• **BRIEF**
Search the entries for the word "MissingDatabaseUrl". Copy each line in which it is found.

• **EXERCISE INPUTS**
========================================================================

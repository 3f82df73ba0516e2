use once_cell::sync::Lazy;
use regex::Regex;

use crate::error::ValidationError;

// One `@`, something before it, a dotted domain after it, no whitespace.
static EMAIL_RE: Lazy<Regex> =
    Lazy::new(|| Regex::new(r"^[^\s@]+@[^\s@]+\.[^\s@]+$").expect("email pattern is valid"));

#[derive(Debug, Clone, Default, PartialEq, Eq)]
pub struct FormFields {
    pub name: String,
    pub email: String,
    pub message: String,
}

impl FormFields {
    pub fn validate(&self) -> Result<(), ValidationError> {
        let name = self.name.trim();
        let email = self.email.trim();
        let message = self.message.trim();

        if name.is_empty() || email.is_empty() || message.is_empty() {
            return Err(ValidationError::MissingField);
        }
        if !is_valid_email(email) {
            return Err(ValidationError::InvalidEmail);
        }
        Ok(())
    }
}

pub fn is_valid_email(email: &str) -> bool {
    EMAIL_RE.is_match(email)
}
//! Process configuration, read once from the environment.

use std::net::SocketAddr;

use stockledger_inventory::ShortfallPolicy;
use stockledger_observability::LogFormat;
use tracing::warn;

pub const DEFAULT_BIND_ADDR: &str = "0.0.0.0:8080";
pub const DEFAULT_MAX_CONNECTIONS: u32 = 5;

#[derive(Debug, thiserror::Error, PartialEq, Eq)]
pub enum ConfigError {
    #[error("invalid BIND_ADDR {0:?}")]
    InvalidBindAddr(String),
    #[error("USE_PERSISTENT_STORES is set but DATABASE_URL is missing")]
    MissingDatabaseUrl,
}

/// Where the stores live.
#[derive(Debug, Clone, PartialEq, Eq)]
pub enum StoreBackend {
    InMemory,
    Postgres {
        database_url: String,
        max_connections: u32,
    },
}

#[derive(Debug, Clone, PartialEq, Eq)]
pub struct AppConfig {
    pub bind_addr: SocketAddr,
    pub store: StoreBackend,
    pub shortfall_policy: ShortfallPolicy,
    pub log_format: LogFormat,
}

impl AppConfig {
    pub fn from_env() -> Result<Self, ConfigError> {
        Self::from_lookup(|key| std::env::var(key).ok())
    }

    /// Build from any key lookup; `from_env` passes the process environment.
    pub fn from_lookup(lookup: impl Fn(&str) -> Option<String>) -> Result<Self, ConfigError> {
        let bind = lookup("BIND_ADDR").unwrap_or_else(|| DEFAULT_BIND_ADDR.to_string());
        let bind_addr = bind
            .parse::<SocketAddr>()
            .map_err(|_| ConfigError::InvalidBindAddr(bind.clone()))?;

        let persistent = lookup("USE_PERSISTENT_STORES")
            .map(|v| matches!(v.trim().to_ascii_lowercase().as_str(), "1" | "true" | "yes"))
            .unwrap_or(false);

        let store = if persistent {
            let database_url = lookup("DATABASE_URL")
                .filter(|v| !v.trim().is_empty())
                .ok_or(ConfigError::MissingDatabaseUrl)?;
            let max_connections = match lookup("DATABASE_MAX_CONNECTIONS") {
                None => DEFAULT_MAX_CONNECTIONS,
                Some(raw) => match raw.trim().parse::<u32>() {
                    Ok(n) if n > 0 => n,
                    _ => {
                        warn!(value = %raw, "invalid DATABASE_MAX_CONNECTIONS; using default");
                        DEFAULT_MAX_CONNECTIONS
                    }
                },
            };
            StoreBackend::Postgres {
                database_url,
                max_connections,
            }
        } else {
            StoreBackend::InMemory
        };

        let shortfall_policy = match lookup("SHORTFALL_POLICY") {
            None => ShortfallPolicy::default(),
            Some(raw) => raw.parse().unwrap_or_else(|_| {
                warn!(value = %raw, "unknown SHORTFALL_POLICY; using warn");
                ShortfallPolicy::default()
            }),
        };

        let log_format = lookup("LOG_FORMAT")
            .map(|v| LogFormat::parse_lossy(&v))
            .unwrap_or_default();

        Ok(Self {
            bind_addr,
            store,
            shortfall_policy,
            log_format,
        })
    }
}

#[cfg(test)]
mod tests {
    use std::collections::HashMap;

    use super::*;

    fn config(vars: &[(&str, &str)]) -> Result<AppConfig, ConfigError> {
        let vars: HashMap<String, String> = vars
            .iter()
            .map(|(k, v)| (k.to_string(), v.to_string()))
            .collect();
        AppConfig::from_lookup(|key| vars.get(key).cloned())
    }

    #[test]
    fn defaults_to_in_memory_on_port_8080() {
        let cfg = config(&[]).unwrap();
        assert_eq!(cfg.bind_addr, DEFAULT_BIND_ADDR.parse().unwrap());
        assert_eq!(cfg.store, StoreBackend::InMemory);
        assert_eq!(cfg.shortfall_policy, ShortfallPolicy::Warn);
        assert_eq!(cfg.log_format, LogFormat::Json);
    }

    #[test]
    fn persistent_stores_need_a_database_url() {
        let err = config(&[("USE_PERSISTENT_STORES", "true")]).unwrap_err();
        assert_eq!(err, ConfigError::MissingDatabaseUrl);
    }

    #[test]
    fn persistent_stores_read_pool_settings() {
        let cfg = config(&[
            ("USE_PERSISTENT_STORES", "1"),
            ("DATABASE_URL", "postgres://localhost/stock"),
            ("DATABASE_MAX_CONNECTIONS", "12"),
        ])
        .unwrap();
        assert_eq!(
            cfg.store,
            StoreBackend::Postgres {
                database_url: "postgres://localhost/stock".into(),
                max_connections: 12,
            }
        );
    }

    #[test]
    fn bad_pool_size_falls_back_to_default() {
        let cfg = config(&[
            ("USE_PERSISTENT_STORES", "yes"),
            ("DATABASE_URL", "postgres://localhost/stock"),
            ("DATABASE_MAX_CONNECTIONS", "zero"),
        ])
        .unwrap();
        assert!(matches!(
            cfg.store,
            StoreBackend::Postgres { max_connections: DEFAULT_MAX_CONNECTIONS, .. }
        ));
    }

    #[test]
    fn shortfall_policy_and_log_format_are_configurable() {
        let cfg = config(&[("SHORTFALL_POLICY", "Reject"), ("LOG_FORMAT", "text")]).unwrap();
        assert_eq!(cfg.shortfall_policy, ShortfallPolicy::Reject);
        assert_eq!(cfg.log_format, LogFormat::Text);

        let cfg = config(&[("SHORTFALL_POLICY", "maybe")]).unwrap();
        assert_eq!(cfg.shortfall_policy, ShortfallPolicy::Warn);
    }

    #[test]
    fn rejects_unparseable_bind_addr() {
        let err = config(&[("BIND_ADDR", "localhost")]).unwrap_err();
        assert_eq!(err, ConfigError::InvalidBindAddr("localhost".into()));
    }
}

========================================================================

• **ANSWER BOX**
    MissingDatabaseUrl,
                .ok_or(ConfigError::MissingDatabaseUrl)?;
        assert_eq!(err, ConfigError::MissingDatabaseUrl);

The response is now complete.